Plastics made from petroleum as the main ingredient cannot decompose quickly like organic materials, but rather take 500 years to 1000 years. Recycling plastic waste can significantly reduce the negative impacts that damage the environment. In addition, it can also reduce the use of natural resources as raw materials and energy use in the extraction process from mining to ready-for-use. In the process of recycling plastic bottle waste in industry, a sorting system is needed to sort the types of plastic bottle waste automatically, effectively, and efficiently. The system needs a prediction model with satisfactory performance. This research aims to build the prediction models of a plastic bottle waste sorting system with a fuzzy approach using the Decision Tree method.
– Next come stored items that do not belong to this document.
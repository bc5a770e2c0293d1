// Copyright (c) 2024-2026 Martin Schröder <info@swedishembedded.com>
//
// SPDX-License-Identifier: MIT
//! Turns key actions into backend calls and backend results into state.
//!
//! Every network call runs in a spawned task and reports back through the
//! [`ControllerEvent`] channel.  The controller itself only ever runs on the
//! UI task, which is the sole writer of [`SessionState`] and the chat log.

use std::path::PathBuf;
use std::sync::Arc;
use std::time::Duration;

use anyhow::Context;
use crew_client::{
    Acknowledged, AgentId, AgentSwitched, ClientError, FileEntry, Initialized, StreamEvent,
    StreamTransport, SystemInfo, TodoItem, TurnStarted, WorkflowApi,
};
use crew_config::Config;
use futures::StreamExt;
use tokio::sync::mpsc;
use tracing::{debug, warn};

use crate::chat::markdown::{export_file_name, export_markdown, language_for};
use crate::chat::segment::{append_fragment, finalize_response, interrupt_response, ChatSegment};
use crate::input::InputBuffer;
use crate::keys::{Action, Modal};
use crate::notify::Notifications;
use crate::overlay::{command::CommandPrompt, file_browser::FileBrowser, Overlay};
use crate::state::SessionState;

/// Capacity of the controller event channel.
const EVENT_CHANNEL_CAPACITY: usize = 256;

/// Which pane currently holds keyboard focus.
#[derive(Debug, Clone, Copy, PartialEq, Eq, Default)]
pub enum Focus {
    #[default]
    Input,
    Todo,
    Chat,
}

impl Focus {
    /// Tab order: input → to-do → chat → input.
    pub fn next(self) -> Self {
        match self {
            Focus::Input => Focus::Todo,
            Focus::Todo => Focus::Chat,
            Focus::Chat => Focus::Input,
        }
    }
}

/// Options passed when constructing the TUI app.
#[derive(Debug, Clone)]
pub struct AppOptions {
    /// Ask the backend for an opening response at startup.
    pub auto_start: bool,
    /// Initial request forwarded with the initialization call.
    pub user_request: Option<String>,
}

impl AppOptions {
    pub fn from_config(config: &Config) -> Self {
        Self {
            auto_start: config.server.auto_start,
            user_request: config.server.user_request.clone(),
        }
    }
}
// Copyright (c) 2024-2026 Martin Schröder <info@swedishembedded.com>
//
// SPDX-License-Identifier: MIT
//! Top-level TUI application: terminal event loop and frame drawing.

use std::sync::Arc;
use std::time::{Duration, Instant};

use crew_client::{StreamTransport, WorkflowApi, WorkflowClient};
use crew_config::Config;
use crossterm::event::{
    Event, EventStream, KeyEventKind, KeyboardEnhancementFlags, PopKeyboardEnhancementFlags,
    PushKeyboardEnhancementFlags,
};
use futures::StreamExt;
use ratatui::{DefaultTerminal, Frame};
use tokio::sync::mpsc;
use tracing::{debug, warn};

use crate::controller::{AppOptions, Controller, ControllerEvent, Focus};
use crate::keys::{map_key, Action};
use crate::layout::AppLayout;
use crate::markdown::{RenderOptions, StyledLines};
use crate::overlay::Overlay;
use crate::widgets::{
    chat_lines, draw_chat, draw_command_prompt, draw_file_browser, draw_help, draw_input,
    draw_notifications, draw_status, draw_switcher, draw_todo,
};

/// How often expired notifications are swept.
const TICK: Duration = Duration::from_millis(250);

pub struct App {
    config: Arc<Config>,
    controller: Controller,
    events: mpsc::Receiver<ControllerEvent>,
    /// Cached chat render and the (revision, width) it was built for.
    chat_lines: StyledLines,
    rendered_for: Option<(u64, u16)>,
    scroll_offset: u16,
    /// Keep the view pinned to the newest line.
    follow: bool,
    chat_height: u16,
}

impl App {
    /// Build the app on top of the HTTP client.
    pub fn new(config: Config, options: AppOptions, client: WorkflowClient) -> Self {
        let client = Arc::new(client);
        Self::with_backend(config, options, client.clone(), client)
    }

    /// Build the app on top of any request and stream implementation.
    pub fn with_backend(
        config: Config,
        options: AppOptions,
        api: Arc<dyn WorkflowApi>,
        transport: Arc<dyn StreamTransport>,
    ) -> Self {
        let (controller, events) = Controller::new(api, transport, &config, options);
        Self {
            config: Arc::new(config),
            controller,
            events,
            chat_lines: Vec::new(),
            rendered_for: None,
            scroll_offset: 0,
            follow: true,
            chat_height: 0,
        }
    }

    pub async fn run(mut self, mut terminal: DefaultTerminal) -> anyhow::Result<()> {
        let _keyboard = KeyboardEnhancement::push();
        self.controller.initialize();
        let mut crossterm_events = EventStream::new();
        let mut tick = tokio::time::interval(TICK);

        loop {
            terminal.draw(|frame| self.draw(frame))?;

            tokio::select! {
                Some(event) = self.events.recv() => {
                    self.controller.handle_event(event);
                }
                Some(Ok(term_event)) = crossterm_events.next() => {
                    if !self.handle_term_event(term_event) { break; }
                }
                _ = tick.tick() => {
                    self.controller.notifications_mut().prune(Instant::now());
                }
            }
        }

        debug!("TUI loop finished");
        Ok(())
    }

    /// Returns `false` when the app should quit.
    fn handle_term_event(&mut self, event: Event) -> bool {
        let Event::Key(key) = event else {
            // Resizes are picked up by the width check on the next draw.
            return true;
        };
        if key.kind != KeyEventKind::Press {
            return true;
        }
        let Some(action) = map_key(key, self.controller.focus(), self.controller.modal()) else {
            return true;
        };
        match action {
            Action::ScrollUp => self.scroll_up(1),
            Action::ScrollDown => self.scroll_down(1),
            Action::ScrollPageUp => self.scroll_up(self.chat_height.max(1)),
            Action::ScrollPageDown => self.scroll_down(self.chat_height.max(1)),
            other => return self.controller.dispatch(other),
        }
        true
    }

    fn scroll_up(&mut self, rows: u16) {
        self.follow = false;
        self.scroll_offset = self.scroll_offset.saturating_sub(rows);
    }

    fn scroll_down(&mut self, rows: u16) {
        // Clamped, and `follow` re-armed, on the next draw.
        self.scroll_offset = self.scroll_offset.saturating_add(rows);
    }

    fn ascii(&self) -> bool {
        if std::env::var("CREW_ASCII_BORDERS").as_deref() == Ok("1") {
            return true;
        }
        self.config.tui.ascii_borders
    }

    fn refresh_chat_lines(&mut self, pane_width: u16) {
        let width = match self.config.tui.wrap_width {
            0 => pane_width,
            w => w,
        };
        let key = (self.controller.revision(), width);
        if self.rendered_for == Some(key) {
            return;
        }
        let theme = self.config.tui.theme.as_str();
        let opts = RenderOptions {
            width,
            ascii: self.ascii(),
            highlight_theme: self.config.tui.syntax_highlight.then_some(theme),
        };
        self.chat_lines = chat_lines(self.controller.segments(), opts);
        self.rendered_for = Some(key);
    }

    fn draw(&mut self, frame: &mut Frame) {
        let layout = AppLayout::compute(frame.area());
        let ascii = self.ascii();

        self.refresh_chat_lines(layout.chat_inner_width());
        self.chat_height = layout.chat_inner_height();
        let total = u16::try_from(self.chat_lines.len()).unwrap_or(u16::MAX);
        let max_scroll = total.saturating_sub(self.chat_height);
        if self.follow || self.scroll_offset >= max_scroll {
            self.scroll_offset = max_scroll;
            self.follow = true;
        }

        let c = &self.controller;
        let session = c.session();
        let focus = c.focus();
        draw_status(frame, layout.status_bar, session, ascii);
        draw_switcher(frame, layout.switcher, &session.current_agent, ascii);
        draw_chat(
            frame,
            layout.chat_pane,
            &self.chat_lines,
            self.scroll_offset,
            focus == Focus::Chat,
            ascii,
        );
        draw_todo(
            frame,
            layout.todo_pane,
            &session.todos,
            c.todo_selected(),
            focus == Focus::Todo,
            ascii,
        );
        draw_input(
            frame,
            layout.input_pane,
            c.input(),
            session.input_enabled(),
            focus == Focus::Input && c.modal().is_none(),
            ascii,
        );
        match c.overlay() {
            Some(Overlay::FileBrowser(browser)) => draw_file_browser(frame, browser, ascii),
            Some(Overlay::Command(prompt)) => draw_command_prompt(frame, prompt, ascii),
            None => {}
        }
        if c.help_visible() {
            draw_help(frame, ascii);
        }
        draw_notifications(frame, c.notifications(), ascii);
    }
}

/// Asks the terminal to report Ctrl+letter chords distinctly (so Ctrl+I is not
/// read as Tab) for as long as the guard lives.
struct KeyboardEnhancement {
    pushed: bool,
}

impl KeyboardEnhancement {
    fn push() -> Self {
        let supported = crossterm::terminal::supports_keyboard_enhancement().unwrap_or(false);
        if !supported {
            debug!("terminal has no keyboard enhancement; Ctrl+I arrives as Tab, use F9");
            return Self { pushed: false };
        }
        let pushed = crossterm::execute!(
            std::io::stdout(),
            PushKeyboardEnhancementFlags(KeyboardEnhancementFlags::DISAMBIGUATE_ESCAPE_CODES)
        )
        .map_err(|e| warn!("enabling keyboard enhancement failed: {e}"))
        .is_ok();
        Self { pushed }
    }
}

impl Drop for KeyboardEnhancement {
    fn drop(&mut self) {
        if self.pushed {
            let _ = crossterm::execute!(std::io::stdout(), PopKeyboardEnhancementFlags);
        }
    }
}

// ── Test helpers ──────────────────────────────────────────────────────────────
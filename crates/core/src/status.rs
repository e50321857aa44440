//! Job status vocabulary and forward-only ordering.
//!
//! The backend reports one of four statuses for a generation job.  Status
//! transitions only ever move forward along `pending -> processing ->
//! {completed|failed}`; a stale update source must never drag a job
//! backward, so merges consult [`JobStatus::rank`].

use serde::{Deserialize, Serialize};

/// Lifecycle status of a proposal-generation job.
#[derive(Debug, Clone, Copy, PartialEq, Eq, Serialize, Deserialize)]
#[serde(rename_all = "snake_case")]
pub enum JobStatus {
    /// Queued, generation has not started.
    Pending,
    /// The backend is actively generating.
    Processing,
    /// Generation finished; full content is available.
    Completed,
    /// Generation failed. Terminal, but not a transport error.
    Failed,
}

impl JobStatus {
    /// Position along the forward-only lifecycle.
    ///
    /// Both terminal statuses share the top rank -- neither outranks the
    /// other, a job resolves to exactly one of them.
    pub fn rank(self) -> u8 {
        match self {
            Self::Pending => 0,
            Self::Processing => 1,
            Self::Completed | Self::Failed => 2,
        }
    }

    /// Whether this status accepts no further transitions.
    pub fn is_terminal(self) -> bool {
        matches!(self, Self::Completed | Self::Failed)
    }

    /// Adopt `incoming` only if it moves the lifecycle forward.
    ///
    /// Returns the status that should be displayed after seeing
    /// `incoming`: the newer one if it advances, `self` otherwise.
    pub fn advance(self, incoming: JobStatus) -> JobStatus {
        if self.is_terminal() {
            return self;
        }
        if incoming.rank() > self.rank() {
            incoming
        } else {
            self
        }
    }

    /// Human-readable label for display in the UI.
    pub fn label(self) -> &'static str {
        match self {
            Self::Pending => "Pending",
            Self::Processing => "Processing",
            Self::Completed => "Completed",
            Self::Failed => "Failed",
        }
    }
}
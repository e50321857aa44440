//! Pusher-protocol frame types and parser.
//!
//! The push service speaks the Pusher wire protocol: every frame is JSON
//! of the shape `{"event": "<name>", "channel": "...", "data": ...}`,
//! where `data` for server-sent frames is a *string* containing JSON
//! (double-encoded).  This module decodes the frames the listener cares
//! about into a typed [`PushFrame`] and builds the client-sent frames.

use serde::de::DeserializeOwned;
use serde::Deserialize;
use serde_json::Value;

use propgen_core::proposal::ProposalUpdate;

/// Event name the backend broadcasts when a job's fields change.
pub const EVENT_PROPOSAL_GENERATED: &str = "ProposalGenerated";

/// Name of the per-user private channel.
pub fn user_channel(user_id: i64) -> String {
    format!("private-user.{user_id}")
}

/// Raw envelope of every Pusher frame.
#[derive(Debug, Deserialize)]
struct RawFrame {
    event: String,
    #[serde(default)]
    channel: Option<String>,
    #[serde(default)]
    data: Value,
}

/// Frames the listener reacts to.
#[derive(Debug)]
pub enum PushFrame {
    /// Handshake acknowledgement carrying the connection's socket id.
    ConnectionEstablished { socket_id: String },
    /// The private-channel subscription was accepted.
    SubscriptionSucceeded { channel: Option<String> },
    /// Server keepalive; must be answered with a pong.
    Ping,
    /// Protocol-level error from the server.
    Error { message: String },
    /// A proposal job update for this user.
    ProposalGenerated {
        channel: Option<String>,
        update: ProposalUpdate,
    },
    /// Any event the listener does not handle.
    Other { event: String },
}

/// Errors from frame parsing.
#[derive(Debug, thiserror::Error)]
pub enum ProtocolError {
    #[error("Malformed frame: {0}")]
    Malformed(#[from] serde_json::Error),

    #[error("Frame `{event}` has an invalid payload: {reason}")]
    BadPayload { event: String, reason: String },
}

/// Payload of `pusher:connection_established`.
#[derive(Debug, Deserialize)]
struct ConnectionEstablishedData {
    socket_id: String,
}

/// Payload of `pusher:error`.
#[derive(Debug, Deserialize)]
struct ErrorData {
    #[serde(default)]
    message: String,
}

/// Decode a frame's `data`, which may be double-encoded as a string.
fn decode_data<T: DeserializeOwned>(event: &str, data: Value) -> Result<T, ProtocolError> {
    let result = match data {
        Value::String(inner) => serde_json::from_str(&inner),
        other => serde_json::from_value(other),
    };
    result.map_err(|e| ProtocolError::BadPayload {
        event: event.to_string(),
        reason: e.to_string(),
    })
}

/// Parse one WebSocket text frame into a [`PushFrame`].
pub fn parse_frame(text: &str) -> Result<PushFrame, ProtocolError> {
    let raw: RawFrame = serde_json::from_str(text)?;

    let frame = match raw.event.as_str() {
        "pusher:connection_established" => {
            let data: ConnectionEstablishedData = decode_data(&raw.event, raw.data)?;
            PushFrame::ConnectionEstablished {
                socket_id: data.socket_id,
            }
        }
        "pusher_internal:subscription_succeeded" => PushFrame::SubscriptionSucceeded {
            channel: raw.channel,
        },
        "pusher:ping" => PushFrame::Ping,
        "pusher:error" => {
            let data: ErrorData = decode_data(&raw.event, raw.data)?;
            PushFrame::Error {
                message: data.message,
            }
        }
        EVENT_PROPOSAL_GENERATED => {
            let update: ProposalUpdate = decode_data(&raw.event, raw.data)?;
            PushFrame::ProposalGenerated {
                channel: raw.channel,
                update,
            }
        }
        _ => PushFrame::Other { event: raw.event },
    };

    Ok(frame)
}

/// Build a `pusher:subscribe` frame for a signed private channel.
pub fn subscribe_frame(channel: &str, auth: &str) -> String {
    serde_json::json!({
        "event": "pusher:subscribe",
        "data": { "channel": channel, "auth": auth },
    })
    .to_string()
}

/// Build a `pusher:unsubscribe` frame.
pub fn unsubscribe_frame(channel: &str) -> String {
    serde_json::json!({
        "event": "pusher:unsubscribe",
        "data": { "channel": channel },
    })
    .to_string()
}

/// Build the answer to a `pusher:ping`.
pub fn pong_frame() -> String {
    serde_json::json!({ "event": "pusher:pong", "data": {} }).to_string()
}
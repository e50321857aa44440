//! HTTP client for the proposal-generation backend.
//!
//! Wraps the backend REST API (job submission, proposal CRUD, PDF
//! export) using [`reqwest`], unwraps its response envelopes, and maps
//! validation failures into structured per-field errors.

pub mod client;
pub mod envelope;
pub mod error;

pub use client::BackendClient;
pub use error::SubmissionError;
The main focus is fuzzy discretization with asymmetric pattern where the membership functions for the first and the last categories are balanced. Seven Decision Tree models are proposed in this study, six models with symmetric fuzzy discretization and one model with crisp discretization as a comparison. Three types of plastics are the objects of the study, namely Polyethylene Terephthalate (PET/PETE), High-Density Polyethylene (HDPE), and Polypropylene (PP). All three are types of plastics that are widely found in household waste. The unique contribution of this paper is that the symmetric pattern fuzzy discretization in the decision tree method can improve the performance of the decision tree model, but the combination of fuzzy membership functions used also contributes. Not all combinations used can improve the performance of the prediction model. Four of six models of symmetric fuzzy discretization have better performance than the decision tree model with crisp discretization. The combination of fuzzy membership functions consisting of linear and triangular functions provides the highest performance. Two models that do not perform better than crisp discretization are the linear-trapezoidal combination and the linear-Gaussian combination.